▶ What is expected: In the entries that follow, find the line containing "join the network.", then output exactly every line from the first through that one.

▶ Collected data entries:
━━━━━━

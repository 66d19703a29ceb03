//! Bootstrap coordinator: joins a fresh routing table to an existing network.

use super::routing_table::RoutingTable;
use crate::clock::now_ms;
use crate::error::{DhtError, Result};
use crate::types::contact::{Contact, Endpoint};
use crate::types::node_id::NodeId;
use std::sync::atomic::{AtomicBool, Ordering};
use std::sync::Arc;
use tracing::{debug, info, warn};

/// A seed peer supplied by the host to join the network.
#[derive(Debug, Clone)]
pub struct SeedDescriptor {
    pub node_id: NodeId,
    pub peer_id: String,
    pub endpoints: Vec<Endpoint>,
    pub trusted: bool,
}

impl SeedDescriptor {
    pub fn new(node_id: NodeId, peer_id: impl Into<String>, trusted: bool) -> Self {
        Self {
            node_id,
            peer_id: peer_id.into(),
            endpoints: Vec::new(),
            trusted,
        }
    }
}

/// Phase transitions reported to a host-supplied progress observer.
#[derive(Debug, Clone, Copy, PartialEq, Eq)]
pub enum BootstrapPhase {
    Connecting,
    Discovering,
    Populating,
    Complete,
    Failed,
}

/// Callback invoked on every phase transition with a 0..100 progress
/// estimate and a human-readable message.
pub type ProgressCallback = Arc<dyn Fn(BootstrapPhase, u8, &str) + Send + Sync>;

/// Outcome of a bootstrap attempt.
#[derive(Debug, Clone)]
pub struct BootstrapReport {
    pub responded_seeds: usize,
    pub failed_seeds: usize,
    pub discovered_nodes: usize,
    pub duration_ms: u64,
}

/// Bucket indices sampled for the coverage-lookup phase: every tenth index
/// plus the farthest bucket.
fn coverage_bucket_indices() -> Vec<usize> {
    let mut indices: Vec<usize> = (0..crate::types::node_id::NUM_BUCKETS).step_by(10).collect();
    let last = crate::types::node_id::NUM_BUCKETS - 1;
    if !indices.contains(&last) {
        indices.push(last);
    }
    indices
}

/// Joins `table` to the network described by `seeds`. At most one bootstrap
/// runs at a time per routing table; a concurrent second call fails fast.
pub struct BootstrapCoordinator {
    table: Arc<RoutingTable>,
    running: AtomicBool,
    cancelled: AtomicBool,
}

impl BootstrapCoordinator {
    pub fn new(table: Arc<RoutingTable>) -> Self {
        Self {
            table,
            running: AtomicBool::new(false),
            cancelled: AtomicBool::new(false),
        }
    }

    /// Runs the full connect → self-lookup → coverage-lookup protocol.
    /// `progress` is optional; when present it is notified of every phase
    /// transition.
    pub async fn run(&self, mut seeds: Vec<SeedDescriptor>, progress: Option<ProgressCallback>) -> Result<BootstrapReport> {
        if self.running.swap(true, Ordering::SeqCst) {
            return Err(DhtError::BootstrapInProgress);
        }
        self.cancelled.store(false, Ordering::SeqCst);
        let result = self.run_inner(&mut seeds, progress.as_ref()).await;
        self.running.store(false, Ordering::SeqCst);
        result
    }

    pub fn is_running(&self) -> bool {
        self.running.load(Ordering::SeqCst)
    }

    /// Requests that an in-flight bootstrap stop at its next phase boundary.
    /// A no-op if no bootstrap is currently running.
    pub fn cancel(&self) {
        self.cancelled.store(true, Ordering::SeqCst);
    }

    fn check_cancelled(&self) -> Result<()> {
        if self.cancelled.load(Ordering::SeqCst) {
            Err(DhtError::BootstrapCancelled)
        } else {
            Ok(())
        }
    }

    async fn run_inner(&self, seeds: &mut Vec<SeedDescriptor>, progress: Option<&ProgressCallback>) -> Result<BootstrapReport> {
        let start = now_ms();
        let config = self.table.config().clone();

        notify(progress, BootstrapPhase::Connecting, 0, "probing seeds");
        seeds.sort_by_key(|s| !s.trusted);

        let mut responded = 0usize;
        let mut failed = 0usize;
        for batch in seeds.chunks(config.parallel_bootstraps.max(1)) {
            if let Err(e) = self.check_cancelled() {
                notify(progress, BootstrapPhase::Failed, 0, "cancelled during connect phase");
                return Err(e);
            }
            let mut handles = Vec::with_capacity(batch.len());
            for seed in batch {
                let table = Arc::clone(&self.table);
                let timeout_ms = config.bootstrap_timeout_ms;
                let contact = Contact::new(seed.node_id, seed.peer_id.clone(), now_ms())
                    .with_endpoints(seed.endpoints.clone());
                handles.push(tokio::spawn(async move {
                    let alive = table.ping_with_timeout(&contact, timeout_ms).await;
                    (contact, alive)
                }));
            }
            for handle in handles {
                match handle.await {
                    Ok((contact, true)) => {
                        responded += 1;
                        debug!(peer = %contact.peer_id, "seed responded");
                    }
                    Ok((contact, false)) => {
                        failed += 1;
                        debug!(peer = %contact.peer_id, "seed unreachable");
                    }
                    Err(e) => {
                        failed += 1;
                        warn!(error = %e, "seed ping task panicked");
                    }
                }
            }
            if responded >= config.min_bootstrap_nodes {
                break;
            }
        }

        if responded < config.min_bootstrap_nodes {
            notify(progress, BootstrapPhase::Failed, 0, "insufficient responsive seeds");
            return Err(DhtError::BootstrapInsufficientSeeds {
                responded,
                required: config.min_bootstrap_nodes,
            });
        }

        if let Err(e) = self.check_cancelled() {
            notify(progress, BootstrapPhase::Failed, 40, "cancelled before self-lookup");
            return Err(e);
        }

        notify(progress, BootstrapPhase::Discovering, 40, "running self-lookup");
        let self_lookup = Arc::clone(&self.table).find_node(*self.table.local_id()).await?;
        let mut discovered = self_lookup.closest.len();

        notify(progress, BootstrapPhase::Populating, 70, "running coverage lookups");
        let local_id = *self.table.local_id();
        let per_bucket_counts = self.table.get_bucket_distribution().per_bucket_counts;
        for bucket_idx in coverage_bucket_indices() {
            if let Err(e) = self.check_cancelled() {
                notify(progress, BootstrapPhase::Failed, 70, "cancelled during coverage lookups");
                return Err(e);
            }
            if per_bucket_counts.get(bucket_idx).copied().unwrap_or(0) > 0 {
                continue;
            }
            let target = NodeId::generate_id_in_bucket(&local_id, bucket_idx);
            match Arc::clone(&self.table).find_node(target).await {
                Ok(result) => discovered += result.closest.len(),
                Err(e) => debug!(bucket = bucket_idx, error = %e, "coverage lookup failed, swallowed"),
            }
        }

        notify(progress, BootstrapPhase::Complete, 100, "bootstrap complete");
        info!(responded, failed, discovered, "bootstrap finished");
        Ok(BootstrapReport {
            responded_seeds: responded,
            failed_seeds: failed,
            discovered_nodes: discovered,
            duration_ms: (now_ms() - start).max(0) as u64,
        })
    }
}

fn notify(progress: Option<&ProgressCallback>, phase: BootstrapPhase, percent: u8, message: &str) {
    if let Some(cb) = progress {
        cb(phase, percent, message);
    }
}

#[cfg(test)]
mod tests {
    use super::*;
    use crate::config::DhtConfig;
    use crate::dht::transport::LoopbackTransport;
    use std::sync::Mutex as StdMutex;

    fn table_pair() -> (Arc<RoutingTable>, Arc<RoutingTable>, Arc<LoopbackTransport>) {
        let transport = Arc::new(LoopbackTransport::new());
        let local = NodeId::generate();
        let remote = NodeId::generate();
        let local_table = Arc::new(RoutingTable::new(local, DhtConfig::default(), transport.clone()));
        let remote_table = Arc::new(RoutingTable::new(remote, DhtConfig::default(), transport.clone()));
        (local_table, remote_table, transport)
    }

    #[tokio::test]
    async fn insufficient_seeds_fails_without_running_later_phases() {
        let (local, _remote, _transport) = table_pair();
        let coordinator = BootstrapCoordinator::new(local);
        let seeds = vec![SeedDescriptor::new(NodeId::generate(), "ghost", false)];
        let err = coordinator.run(seeds, None).await.unwrap_err();
        assert!(matches!(err, DhtError::BootstrapInsufficientSeeds { responded: 0, .. }));
    }

    #[tokio::test]
    async fn second_concurrent_bootstrap_fails_fast() {
        let (local, _remote, _transport) = table_pair();
        let coordinator = Arc::new(BootstrapCoordinator::new(local));
        coordinator.running.store(true, Ordering::SeqCst);
        let err = coordinator.run(Vec::new(), None).await.unwrap_err();
        assert!(matches!(err, DhtError::BootstrapInProgress));
    }

    #[tokio::test]
    async fn cancelled_flag_stops_connect_phase_before_any_ping() {
        let (local, remote, _transport) = table_pair();
        let coordinator = BootstrapCoordinator::new(local);
        coordinator.cancelled.store(true, Ordering::SeqCst);

        let mut seeds = vec![SeedDescriptor::new(*remote.local_id(), "remote", true)];
        let err = coordinator.run_inner(&mut seeds, None).await.unwrap_err();
        assert!(matches!(err, DhtError::BootstrapCancelled));
    }

    #[tokio::test]
    async fn cancel_is_a_no_op_when_nothing_is_running() {
        let (local, _remote, _transport) = table_pair();
        let coordinator = BootstrapCoordinator::new(local);
        coordinator.cancel();
        assert!(!coordinator.is_running());
    }

    #[tokio::test]
    async fn run_resets_cancellation_state_at_the_start_of_a_fresh_run() {
        let (local, _remote, _transport) = table_pair();
        let coordinator = BootstrapCoordinator::new(local);
        coordinator.cancelled.store(true, Ordering::SeqCst);

        let seeds = vec![SeedDescriptor::new(NodeId::generate(), "ghost", false)];
        let err = coordinator.run(seeds, None).await.unwrap_err();
        assert!(matches!(err, DhtError::BootstrapInsufficientSeeds { .. }));
    }

    #[tokio::test]
    async fn failed_connect_phase_reports_connecting_then_failed() {
        let (local, _remote, _transport) = table_pair();
        let phases: Arc<StdMutex<Vec<BootstrapPhase>>> = Arc::new(StdMutex::new(Vec::new()));
        let phases_clone = Arc::clone(&phases);
        let progress: ProgressCallback = Arc::new(move |phase, _pct, _msg| {
            phases_clone.lock().unwrap().push(phase);
        });

        let coordinator = BootstrapCoordinator::new(local);
        let seed = SeedDescriptor::new(NodeId::generate(), "ghost", true);
        let _ = coordinator.run(vec![seed], Some(progress)).await;

        let recorded = phases.lock().unwrap().clone();
        assert_eq!(recorded, vec![BootstrapPhase::Connecting, BootstrapPhase::Failed]);
    }
}
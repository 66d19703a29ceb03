//! A 160-bit XOR-metric Kademlia DHT core: routing table, concurrent
//! iterative lookups, k-bucket management, and bootstrap orchestration.
//!
//! The crate owns no network I/O. Hosts supply a local [`types::NodeId`]
//! and an implementation of [`dht::transport::RpcSender`]; everything else
//! — bucket maintenance, pending-RPC tracking, iterative `findNode`/
//! `findValue`, bootstrap — is driven from here.

pub mod clock;
pub mod config;
pub mod dht;
pub mod error;
pub mod types;

pub use config::DhtConfig;
pub use dht::bootstrap::{BootstrapCoordinator, BootstrapPhase, BootstrapReport, ProgressCallback, SeedDescriptor};
pub use dht::lookup::{NodeLookupResult, ValueLookupResult};
pub use dht::routing_table::RoutingTable;
pub use dht::transport::{LoopbackTransport, RpcSender};
pub use dht::Dht;
pub use error::{DhtError, Result};
pub use types::{
    BucketDistribution, Contact, DhtMessage, Endpoint, EndpointKind, LastBootstrap, MessageHeader,
    NetworkHealth, NodeId, RoutingStats, Value,
};
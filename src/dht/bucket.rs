//! K-buckets and the 160-bucket manager.
//!
//! A bucket holds up to `k` contacts in most-recently-seen-first order plus
//! a bounded replacement cache. The bucket manager routes a contact to the
//! correct bucket by XOR-prefix length against the local id.

use crate::types::contact::Contact;
use crate::types::node_id::{NodeId, NUM_BUCKETS};
use std::collections::VecDeque;
use tracing::{debug, trace};

/// Outcome of [`Bucket::add_contact`] / [`BucketManager::add_contact`].
#[derive(Debug, Clone, PartialEq, Eq)]
pub enum AddOutcome {
    /// `c` was not previously present and the bucket had room.
    Added,
    /// `c` was already present; its fields were refreshed and it moved to
    /// the front.
    Updated,
    /// The bucket is full; `c` was queued in the replacement cache and the
    /// caller should ping the returned least-recently-seen contact.
    NeedsPing(Contact),
    /// `c.node_id` equals the local node id and was refused.
    RejectedSelf,
}

/// A single k-bucket: up to `k` contacts plus a bounded replacement cache.
#[derive(Debug, Clone)]
pub struct Bucket {
    capacity: usize,
    cache_capacity: usize,
    /// Front = most recently seen, back = least recently seen.
    contacts: VecDeque<Contact>,
    /// Front = most recently queued, back = oldest queued.
    replacement_cache: VecDeque<Contact>,
    last_refreshed: i64,
}

impl Bucket {
    pub fn new(capacity: usize, cache_capacity: usize) -> Self {
        Self {
            capacity,
            cache_capacity,
            contacts: VecDeque::new(),
            replacement_cache: VecDeque::new(),
            last_refreshed: 0,
        }
    }

    pub fn len(&self) -> usize {
        self.contacts.len()
    }

    pub fn is_empty(&self) -> bool {
        self.contacts.is_empty()
    }

    pub fn is_full(&self) -> bool {
        self.contacts.len() >= self.capacity
    }

    pub fn contacts(&self) -> impl Iterator<Item = &Contact> {
        self.contacts.iter()
    }

    pub fn get(&self, id: &NodeId) -> Option<&Contact> {
        self.contacts.iter().find(|c| &c.node_id == id)
    }

    pub fn replacement_cache(&self) -> impl Iterator<Item = &Contact> {
        self.replacement_cache.iter()
    }

    pub fn last_refreshed(&self) -> i64 {
        self.last_refreshed
    }

    pub fn mark_refreshed(&mut self, now_ms: i64) {
        self.last_refreshed = now_ms;
    }

    pub fn needs_refresh(&self, interval_ms: i64, now_ms: i64) -> bool {
        now_ms - self.last_refreshed > interval_ms
    }

    /// Insertion policy per the data model: update-and-bump, insert, or
    /// queue-for-replacement when full.
    pub fn add_contact(&mut self, mut c: Contact) -> AddOutcome {
        if let Some(pos) = self.contacts.iter().position(|existing| existing.node_id == c.node_id) {
            self.contacts.remove(pos);
            self.contacts.push_front(c);
            return AddOutcome::Updated;
        }

        if self.contacts.len() < self.capacity {
            self.contacts.push_front(c);
            return AddOutcome::Added;
        }

        let least_recent = self
            .contacts
            .back()
            .cloned()
            .expect("full bucket has at least one contact");

        self.push_to_replacement_cache(&mut c);
        AddOutcome::NeedsPing(least_recent)
    }

    fn push_to_replacement_cache(&mut self, c: &mut Contact) {
        if let Some(pos) = self.replacement_cache.iter().position(|e| e.node_id == c.node_id) {
            self.replacement_cache.remove(pos);
        }
        self.replacement_cache.push_front(c.clone());
        while self.replacement_cache.len() > self.cache_capacity {
            self.replacement_cache.pop_back();
        }
    }

    /// Removes `id`; if the replacement cache is non-empty, its head is
    /// promoted to the bucket's tail (least-recently-seen position).
    pub fn remove_contact(&mut self, id: &NodeId) -> Option<Contact> {
        let pos = self.contacts.iter().position(|c| &c.node_id == id)?;
        let removed = self.contacts.remove(pos);
        if let Some(promoted) = self.replacement_cache.pop_front() {
            self.contacts.push_back(promoted);
        }
        removed
    }

    /// Alias matching the spec's vocabulary for forcing eviction-and-promote.
    pub fn replace_stale_contact(&mut self, id: &NodeId) -> Option<Contact> {
        self.remove_contact(id)
    }

    pub fn record_failure(&mut self, id: &NodeId) {
        if let Some(c) = self.contacts.iter_mut().find(|c| &c.node_id == id) {
            c.failure_count += 1;
        }
    }

    pub fn reset_failures(&mut self, id: &NodeId) {
        if let Some(c) = self.contacts.iter_mut().find(|c| &c.node_id == id) {
            c.failure_count = 0;
        }
    }

    pub fn update_rtt(&mut self, id: &NodeId, rtt_ms: u64) {
        if let Some(c) = self.contacts.iter_mut().find(|c| &c.node_id == id) {
            c.rtt_ms = Some(rtt_ms);
        }
    }
}

/// Exactly [`NUM_BUCKETS`] buckets indexed by XOR-prefix length against the
/// local id. Grows monotonically through discovery; shrinks only via
/// explicit removal.
#[derive(Debug)]
pub struct BucketManager {
    local_id: NodeId,
    buckets: Vec<Bucket>,
}

impl BucketManager {
    pub fn new(local_id: NodeId, k: usize, cache_capacity: usize) -> Self {
        Self {
            local_id,
            buckets: (0..NUM_BUCKETS).map(|_| Bucket::new(k, cache_capacity)).collect(),
        }
    }

    pub fn local_id(&self) -> &NodeId {
        &self.local_id
    }

    pub fn bucket(&self, index: usize) -> &Bucket {
        &self.buckets[index]
    }

    pub fn bucket_mut(&mut self, index: usize) -> &mut Bucket {
        &mut self.buckets[index]
    }

    pub fn buckets(&self) -> impl Iterator<Item = &Bucket> {
        self.buckets.iter()
    }

    /// Routes `c` to its bucket; refuses self-contacts outright.
    pub fn add_contact(&mut self, c: Contact) -> AddOutcome {
        if c.node_id == self.local_id {
            return AddOutcome::RejectedSelf;
        }
        let index = NodeId::bucket_index(&self.local_id, &c.node_id);
        debug_assert!(index >= 0, "non-self contact must land in a real bucket");
        let index = index as usize;
        let outcome = self.buckets[index].add_contact(c);
        trace!(bucket = index, ?outcome, "bucket insert");
        outcome
    }

    pub fn remove_contact(&mut self, id: &NodeId) -> Option<Contact> {
        let index = NodeId::bucket_index(&self.local_id, id);
        if index < 0 {
            return None;
        }
        self.buckets[index as usize].remove_contact(id)
    }

    pub fn record_failure(&mut self, id: &NodeId) {
        let index = NodeId::bucket_index(&self.local_id, id);
        if index < 0 {
            return;
        }
        self.buckets[index as usize].record_failure(id);
    }

    pub fn reset_failures(&mut self, id: &NodeId) {
        let index = NodeId::bucket_index(&self.local_id, id);
        if index < 0 {
            return;
        }
        self.buckets[index as usize].reset_failures(id);
    }

    pub fn get_contact(&self, id: &NodeId) -> Option<&Contact> {
        let index = NodeId::bucket_index(&self.local_id, id);
        if index < 0 {
            return None;
        }
        self.buckets[index as usize].get(id)
    }

    pub fn all_contacts(&self) -> Vec<Contact> {
        self.buckets.iter().flat_map(|b| b.contacts().cloned()).collect()
    }

    /// The `n` contacts closest to `target` across all buckets.
    pub fn closest_contacts(&self, target: &NodeId, n: usize) -> Vec<Contact> {
        let mut all = self.all_contacts();
        NodeId::sort_by_distance(&mut all, target, |c| c.node_id);
        all.truncate(n);
        all
    }

    pub fn total_contacts(&self) -> usize {
        self.buckets.iter().map(Bucket::len).sum()
    }

    pub fn non_empty_bucket_count(&self) -> usize {
        self.buckets.iter().filter(|b| !b.is_empty()).count()
    }

    pub fn full_bucket_count(&self) -> usize {
        self.buckets.iter().filter(|b| b.is_full()).count()
    }

    pub fn buckets_needing_refresh(&self, interval_ms: i64, now_ms: i64) -> Vec<usize> {
        self.buckets
            .iter()
            .enumerate()
            .filter(|(_, b)| !b.is_empty() && b.needs_refresh(interval_ms, now_ms))
            .map(|(idx, _)| idx)
            .inspect(|idx| debug!(bucket = idx, "bucket needs refresh"))
            .collect()
    }

    pub fn clear(&mut self) {
        self.buckets = (0..NUM_BUCKETS)
            .map(|_| Bucket::new(self.buckets[0].capacity, self.buckets[0].cache_capacity))
            .collect();
    }
}

#[cfg(test)]
mod tests {
    use super::*;
    use crate::types::node_id::NODE_ID_BYTES;

    fn repeat(byte: u8) -> NodeId {
        NodeId::from_bytes([byte; NODE_ID_BYTES])
    }

    fn contact(id: NodeId) -> Contact {
        Contact::new(id, format!("peer-{}", id.to_hex()), 0)
    }

    #[test]
    fn self_exclusion() {
        let local = repeat(0x00);
        let mut mgr = BucketManager::new(local, 20, 10);
        let outcome = mgr.add_contact(contact(local));
        assert_eq!(outcome, AddOutcome::RejectedSelf);
        assert!(mgr.all_contacts().is_empty());
    }

    #[test]
    fn lru_bump_reorders_front() {
        let local = repeat(0x00);
        let mut mgr = BucketManager::new(local, 20, 10);
        let c1 = contact(repeat(0x01));
        let c2 = contact(repeat(0x02));
        mgr.add_contact(c1.clone());
        mgr.add_contact(c2.clone());
        mgr.add_contact(c1.clone());

        let index = NodeId::bucket_index(&local, &c1.node_id) as usize;
        let ordered: Vec<_> = mgr.bucket(index).contacts().map(|c| c.node_id).collect();
        assert_eq!(ordered, vec![c1.node_id, c2.node_id]);
    }

    #[test]
    fn eviction_triage_matches_scenario() {
        let local = repeat(0x00);
        let mut mgr = BucketManager::new(local, 2, 1);
        let c1 = contact(repeat(0x01));
        let c2 = contact(repeat(0x02));
        let c3 = contact(repeat(0x03));

        mgr.add_contact(c1.clone());
        mgr.add_contact(c2.clone());

        let index = NodeId::bucket_index(&local, &c1.node_id) as usize;
        assert_eq!(index, NodeId::bucket_index(&local, &c3.node_id) as usize);

        let outcome = mgr.add_contact(c3.clone());
        assert_eq!(outcome, AddOutcome::NeedsPing(c1.clone()));
        assert_eq!(mgr.bucket(index).len(), 2);
        assert_eq!(mgr.bucket(index).replacement_cache().count(), 1);

        mgr.remove_contact(&c1.node_id);
        let ordered: Vec<_> = mgr.bucket(index).contacts().map(|c| c.node_id).collect();
        assert_eq!(ordered, vec![c2.node_id, c3.node_id]);
    }

    #[test]
    fn closest_k_matches_scenario() {
        let local = repeat(0x00);
        let mut mgr = BucketManager::new(local, 20, 10);
        for i in 1..=10u8 {
            mgr.add_contact(contact(repeat(i)));
        }
        let target = repeat(0x03);
        let closest = mgr.closest_contacts(&target, 3);
        let ids: Vec<_> = closest.iter().map(|c| c.node_id).collect();
        assert_eq!(ids, vec![repeat(0x03), repeat(0x02), repeat(0x01)]);
    }

    #[test]
    fn add_contact_idempotent_in_membership() {
        let local = repeat(0x00);
        let mut mgr = BucketManager::new(local, 20, 10);
        let c1 = contact(repeat(0x01));
        mgr.add_contact(c1.clone());
        let before = mgr.get_contact(&c1.node_id).cloned();
        mgr.add_contact(c1.clone());
        let after = mgr.get_contact(&c1.node_id).cloned();
        assert_eq!(before.map(|c| c.node_id), after.map(|c| c.node_id));
        assert_eq!(mgr.total_contacts(), 1);
    }

    #[test]
    fn replacement_cache_never_holds_a_bucket_member() {
        let local = repeat(0x00);
        let mut mgr = BucketManager::new(local, 1, 10);
        let c1 = contact(repeat(0x01));
        let c2 = contact(repeat(0x02));
        mgr.add_contact(c1.clone());
        mgr.add_contact(c2.clone());

        let index = NodeId::bucket_index(&local, &c1.node_id) as usize;
        let bucket = mgr.bucket(index);
        for cached in bucket.replacement_cache() {
            assert!(bucket.get(&cached.node_id).is_none());
        }
    }
}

━━━━━━

▶ Finished exercise:
repository 66d19703a29ceb03
//! Bootstrap coordinator: joins a fresh routing table to an existing network.

use super::routing_table::RoutingTable;
use crate::clock::now_ms;
use crate::error::{DhtError, Result};
use crate::types::contact::{Contact, Endpoint};
use crate::types::node_id::NodeId;
use std::sync::atomic::{AtomicBool, Ordering};
use std::sync::Arc;
use tracing::{debug, info, warn};

/// A seed peer supplied by the host to join the network.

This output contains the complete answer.